During one particular fight, when Fabris is about to take Sharon, Astral arrives to defend her only to have Fabris' daughter Maria, a spellcaster no less, use her magic to essentially destroy him. The spell doesn't work as planned but still removes Astral from the picture. He now finds himself twenty years in the future with no memory and no idea of where he is. This sets up the amusing moments of him getting it on with Maria's daughter and a host of other fun time travel issues.
The main problem with the twenty year gap is an unexplained phenomenon. While everyone in the Light kingdom has visibly aged, with Fabris being gray and a grandfather and Maria being older, everyone in the Shadow kingdom looks exactly the same once the passageway between the two became closed. It's like they were sealed in time to some extent, but that can't hold up as one of the characters had a child that's a couple of years old. And the kid is Astral's no less.
But hey, we're not here for total story continuity are we? C'mon, we're here for the hot girls getting it on with all the guys. Sadly, some of it is with the horse-man and the two pig-guys. Oh man did I just fast forward through that pretty little segment. Barring that, there's a lot of good stuff to watch during these episodes. In particular, I think this is the first time I've ever seen a catgirl in hentai. It brings to mind just how difficult of a job that actress had in trying to both perform the part when Astral was being tender with her and to keep that cat inflection in her voice. I'll admit it, there's something about catgirl nookie.

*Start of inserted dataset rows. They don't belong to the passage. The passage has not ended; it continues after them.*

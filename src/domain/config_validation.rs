//! Configuration validation.
//!
//! Checks every section before a strategy is built or replayed.

use crate::domain::error::FactorTraderError;
use crate::domain::scoring::FactorFailurePolicy;
use crate::domain::strategy::{
    DEFAULT_FACTOR_LOOKBACK, DEFAULT_LONG_WINDOW, DEFAULT_OBSERVATION,
    DEFAULT_REFRESH_TRADING_DAY, DEFAULT_SHORT_WINDOW, DEFAULT_TOP_N, EmptyCandidatePolicy,
};
use crate::domain::trend_filter::DEFAULT_DIVERGENCE_THRESHOLD;
use crate::ports::config_port::ConfigPort;
use chrono::NaiveDate;
use std::collections::HashSet;

/// Longest possible run of trading dates in one month.
pub const MAX_TRADING_DAY: i64 = 23;

pub fn validate_strategy_config(config: &dyn ConfigPort) -> Result<(), FactorTraderError> {
    validate_index(config)?;
    validate_top_n(config)?;
    let variant = validate_variant(config)?;
    validate_refresh_day(config)?;
    validate_rebalance_day(config)?;
    validate_lookback(config)?;
    validate_policies(config)?;
    validate_factor_config(config)?;
    if variant == "trend" {
        validate_trend_config(config)?;
    }
    Ok(())
}

pub fn validate_replay_config(config: &dyn ConfigPort) -> Result<(), FactorTraderError> {
    match config.get_string("replay", "data_dir") {
        Some(s) if !s.trim().is_empty() => {}
        _ => return Err(missing("replay", "data_dir")),
    }

    let start = parse_date(config, "replay", "start_date")?;
    let end = parse_date(config, "replay", "end_date")?;
    if start > end {
        return Err(invalid("replay", "start_date", "start_date must not be after end_date"));
    }
    Ok(())
}

pub fn validate_factor_config(config: &dyn ConfigPort) -> Result<(), FactorTraderError> {
    let up = config.get_list("factors", "up");
    let down = config.get_list("factors", "down");
    if up.is_none() && down.is_none() {
        return Ok(());
    }

    let up = up.unwrap_or_default();
    let down = down.unwrap_or_default();
    if up.is_empty() && down.is_empty() {
        return Err(invalid("factors", "up", "at least one factor is required"));
    }

    let mut seen = HashSet::new();
    for (key, name) in up
        .iter()
        .map(|n| ("up", n))
        .chain(down.iter().map(|n| ("down", n)))
    {
        if !seen.insert(name.as_str()) {
            return Err(invalid(
                "factors",
                key,
                &format!("factor '{}' listed more than once", name),
            ));
        }
    }
    Ok(())
}

pub fn validate_trend_config(config: &dyn ConfigPort) -> Result<(), FactorTraderError> {
    let short = int_value(config, "trend", "short_window", DEFAULT_SHORT_WINDOW as i64)?;
    let long = int_value(config, "trend", "long_window", DEFAULT_LONG_WINDOW as i64)?;
    let observation = int_value(config, "trend", "observation", DEFAULT_OBSERVATION as i64)?;
    let threshold = float_value(
        config,
        "trend",
        "divergence_threshold",
        DEFAULT_DIVERGENCE_THRESHOLD,
    )?;

    if short < 1 {
        return Err(invalid("trend", "short_window", "short_window must be at least 1"));
    }
    if long <= short {
        return Err(invalid(
            "trend",
            "long_window",
            "long_window must be greater than short_window",
        ));
    }
    if observation < long {
        return Err(invalid(
            "trend",
            "observation",
            "observation must be at least long_window",
        ));
    }
    if !(threshold > 0.0 && threshold < 1.0) {
        return Err(invalid(
            "trend",
            "divergence_threshold",
            "divergence_threshold must be between 0 and 1",
        ));
    }
    Ok(())
}

fn validate_index(config: &dyn ConfigPort) -> Result<(), FactorTraderError> {
    match config.get_string("strategy", "index") {
        Some(s) if !s.trim().is_empty() => Ok(()),
        _ => Err(missing("strategy", "index")),
    }
}

fn validate_top_n(config: &dyn ConfigPort) -> Result<(), FactorTraderError> {
    if int_value(config, "strategy", "top_n", DEFAULT_TOP_N as i64)? < 1 {
        return Err(invalid("strategy", "top_n", "top_n must be at least 1"));
    }
    Ok(())
}

fn validate_variant(config: &dyn ConfigPort) -> Result<String, FactorTraderError> {
    let variant = config
        .get_string("strategy", "variant")
        .map(|s| s.trim().to_lowercase())
        .unwrap_or_else(|| "simple".to_string());
    match variant.as_str() {
        "simple" | "trend" => Ok(variant),
        other => Err(invalid(
            "strategy",
            "variant",
            &format!("unknown variant '{}', expected simple or trend", other),
        )),
    }
}

fn validate_refresh_day(config: &dyn ConfigPort) -> Result<(), FactorTraderError> {
    let day = int_value(
        config,
        "strategy",
        "refresh_trading_day",
        DEFAULT_REFRESH_TRADING_DAY as i64,
    )?;
    if !(1..=MAX_TRADING_DAY).contains(&day) {
        return Err(invalid(
            "strategy",
            "refresh_trading_day",
            &format!("refresh_trading_day must be between 1 and {}", MAX_TRADING_DAY),
        ));
    }
    Ok(())
}

fn validate_rebalance_day(config: &dyn ConfigPort) -> Result<(), FactorTraderError> {
    let Some(raw) = config.get_string("strategy", "rebalance_day") else {
        return Ok(());
    };
    match raw.trim().parse::<u32>() {
        Ok(day) if (1..=31).contains(&day) => Ok(()),
        _ => Err(invalid(
            "strategy",
            "rebalance_day",
            "rebalance_day must be a day of month between 1 and 31",
        )),
    }
}

fn validate_lookback(config: &dyn ConfigPort) -> Result<(), FactorTraderError> {
    let lookback = int_value(
        config,
        "strategy",
        "factor_lookback",
        DEFAULT_FACTOR_LOOKBACK as i64,
    )?;
    if lookback < 1 {
        return Err(invalid(
            "strategy",
            "factor_lookback",
            "factor_lookback must be at least 1",
        ));
    }
    Ok(())
}

fn validate_policies(config: &dyn ConfigPort) -> Result<(), FactorTraderError> {
    if let Some(raw) = config.get_string("strategy", "factor_failure") {
        raw.parse::<FactorFailurePolicy>()
            .map_err(|e| invalid("strategy", "factor_failure", &e))?;
    }
    if let Some(raw) = config.get_string("strategy", "empty_candidates") {
        raw.parse::<EmptyCandidatePolicy>()
            .map_err(|e| invalid("strategy", "empty_candidates", &e))?;
    }
    Ok(())
}

pub fn parse_date(
    config: &dyn ConfigPort,
    section: &str,
    key: &str,
) -> Result<NaiveDate, FactorTraderError> {
    match config.get_string(section, key) {
        None => Err(missing(section, key)),
        Some(s) => NaiveDate::parse_from_str(s.trim(), "%Y-%m-%d").map_err(|_| {
            invalid(
                section,
                key,
                &format!("invalid {} format, expected YYYY-MM-DD", key),
            )
        }),
    }
}

/// Integer value of `key`, `default` when absent. Present but unparseable is an error.
fn int_value(
    config: &dyn ConfigPort,
    section: &str,
    key: &str,
    default: i64,
) -> Result<i64, FactorTraderError> {
    match config.get_string(section, key) {
        None => Ok(default),
        Some(raw) => raw.trim().parse::<i64>().map_err(|_| {
            invalid(
                section,
                key,
                &format!("{} must be an integer, got '{}'", key, raw.trim()),
            )
        }),
    }
}

fn float_value(
    config: &dyn ConfigPort,
    section: &str,
    key: &str,
    default: f64,
) -> Result<f64, FactorTraderError> {
    match config.get_string(section, key) {
        None => Ok(default),
        Some(raw) => raw.trim().parse::<f64>().map_err(|_| {
            invalid(
                section,
                key,
                &format!("{} must be a number, got '{}'", key, raw.trim()),
            )
        }),
    }
}

fn missing(section: &str, key: &str) -> FactorTraderError {
    FactorTraderError::ConfigMissing {
        section: section.to_string(),
        key: key.to_string(),
    }
}

fn invalid(section: &str, key: &str, reason: &str) -> FactorTraderError {
    FactorTraderError::ConfigInvalid {
        section: section.to_string(),
        key: key.to_string(),
        reason: reason.to_string(),
    }
}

Rewatching this title again five years later, it was in its own way fairly quaint in comparison to what has come since. The actual character designs and the basic layout of it all is still fun and enjoyable and the traditional animation certainly has its appeal. But it feels like it's lacking some of the rawness of more recent shows that have found what boundaries can be pushed. This is a show I'd certainly love to see a new sequel to or a re-imagining of with current sensibilities and animation techniques. In the end though, this is the best treatment that the series could get from what NuTech Entertainment originally released. I'm hopeful that Kitty Media will rescue some of the other licenses and properly repackage them. The change in shelf space alone is worthwhile.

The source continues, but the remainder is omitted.